= De Zwerver =

Dutch football club

Kinderdijkse Voetbalvereniging "De Zwerver" (official name) is an association football club from Kinderdijk, Netherlands. It was founded on 12 June 1933 and plays in a red-black kit at Sportpark De Schans. Since 1919, its first squad plays in the Saturday Tweede Klasse West II (2019/20). The tiny village team was initially known for the relative strength of its men's squad and, more recently, for the success of its women's squad.

== History ==
Since De Zwerver's foundation, the team has played for five periods in the Eerste Klasse. The last time ended in 2014. The women's squad starred that very season as it played in the national KNVB cup. In the final table of 2019–20 the women's first squad led the next two teams, VV Groot-Ammers and VV Sliedrecht, by 4 points, while having played one game less.
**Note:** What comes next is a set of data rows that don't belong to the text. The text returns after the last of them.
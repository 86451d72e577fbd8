use crate::value_objects::tick::TickRecord;
use serde::Serialize;

#[derive(Debug, Clone, Copy, PartialEq, Eq, Serialize)]
#[serde(rename_all = "lowercase")]
pub enum ChangeDirection {
    Up,
    Down,
}

impl ChangeDirection {
    /// Up only when the change string carries an explicit leading `+`.
    pub fn from_change(change: &str) -> Self {
        if change.trim_start().starts_with('+') {
            ChangeDirection::Up
        } else {
            ChangeDirection::Down
        }
    }
}

/// Latest observation of a symbol, as shown in panel headers.
#[derive(Debug, Clone, PartialEq, Serialize)]
pub struct Quote {
    pub timestamp: i64,
    pub price: f64,
    pub change: String,
    pub direction: ChangeDirection,
    pub volume: f64,
}

impl Quote {
    pub fn from_tick(tick: &TickRecord) -> Self {
        Self {
            timestamp: tick.timestamp,
            price: tick.price,
            change: tick.change.clone(),
            direction: ChangeDirection::from_change(&tick.change),
            volume: tick.volume,
        }
    }

    pub fn latest(ticks: &[TickRecord]) -> Option<Self> {
        ticks.last().map(Self::from_tick)
    }

    pub fn price_text(&self) -> String {
        format!("{:.2}", self.price)
    }

    pub fn volume_text(&self) -> String {
        group_thousands(self.volume.trunc() as i64)
    }
}

/// `1234567` -> `1,234,567`.
pub fn group_thousands(value: i64) -> String {
    let digits = value.unsigned_abs().to_string();
    let mut out = String::with_capacity(digits.len() + digits.len() / 3 + 1);
    if value < 0 {
        out.push('-');
    }
    for (idx, ch) in digits.chars().enumerate() {
        if idx > 0 && (digits.len() - idx) % 3 == 0 {
            out.push(',');
        }
        out.push(ch);
    }
    out
}
use crate::error::DomainError;

/// Resampling bucket width.
#[derive(Debug, Clone, PartialEq, Eq)]
pub struct Timeframe {
    pub label: String,
    pub step_seconds: i64,
}

impl Default for Timeframe {
    fn default() -> Self {
        Self {
            label: "1min".to_string(),
            step_seconds: 60,
        }
    }
}

impl Timeframe {
    pub fn from_seconds(step_seconds: i64) -> Result<Self, DomainError> {
        if step_seconds <= 0 {
            return Err(DomainError::InvalidBucketWidth(step_seconds));
        }
        Ok(Self {
            label: format!("{step_seconds}s"),
            step_seconds,
        })
    }

    /// Accepts `1min`, `5m`, `30s`, `1h`, `1hour`, `1d` or a bare number of seconds.
    pub fn parse(value: &str) -> Result<Self, String> {
        let trimmed = value.trim();
        let step_seconds = parse_duration_like_seconds(trimmed)?;
        if step_seconds <= 0 {
            return Err(format!("invalid bucket width: {value}"));
        }
        Ok(Self {
            label: trimmed.to_lowercase(),
            step_seconds,
        })
    }

    /// Truncates `timestamp` down to the start of its bucket.
    pub fn bucket_start(&self, timestamp: i64) -> i64 {
        timestamp.saturating_sub(timestamp.rem_euclid(self.step_seconds))
    }
}

pub fn parse_duration_like_seconds(value: &str) -> Result<i64, String> {
    let trimmed = value.trim().to_lowercase();
    if trimmed.is_empty() {
        return Err("empty duration".to_string());
    }
    if let Ok(seconds) = trimmed.parse::<i64>() {
        return Ok(seconds);
    }

    let split_at = trimmed
        .find(|ch: char| !ch.is_ascii_digit())
        .unwrap_or(trimmed.len());
    let (number_part, unit) = trimmed.split_at(split_at);

    let multiplier = match unit {
        "s" | "sec" => 1,
        "m" | "min" => 60,
        "h" | "hour" => 3600,
        "d" | "day" => 86400,
        _ => return Err(format!("unsupported duration unit: {unit}")),
    };

    let number: i64 = number_part
        .parse()
        .map_err(|_| format!("invalid duration: {value}"))?;
    number
        .checked_mul(multiplier)
        .ok_or_else(|| format!("duration too large: {value}"))
}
Nevertheless, it wasn't entitled to a Vierde Klasse championship or to promotion due to the COVID-19 pandemic in the Netherlands.

==Associated people==
- Michel Langerak received his first break at managing any first squad at De Zwerver, in the season of 2006–07.
- Gerrie Slagboom played in the De Zwerver youth, one season (1983–84) in its first squad, from where he continued 1984 through 1993 in professional football, both in the Eredivisie and Eerste Divisie.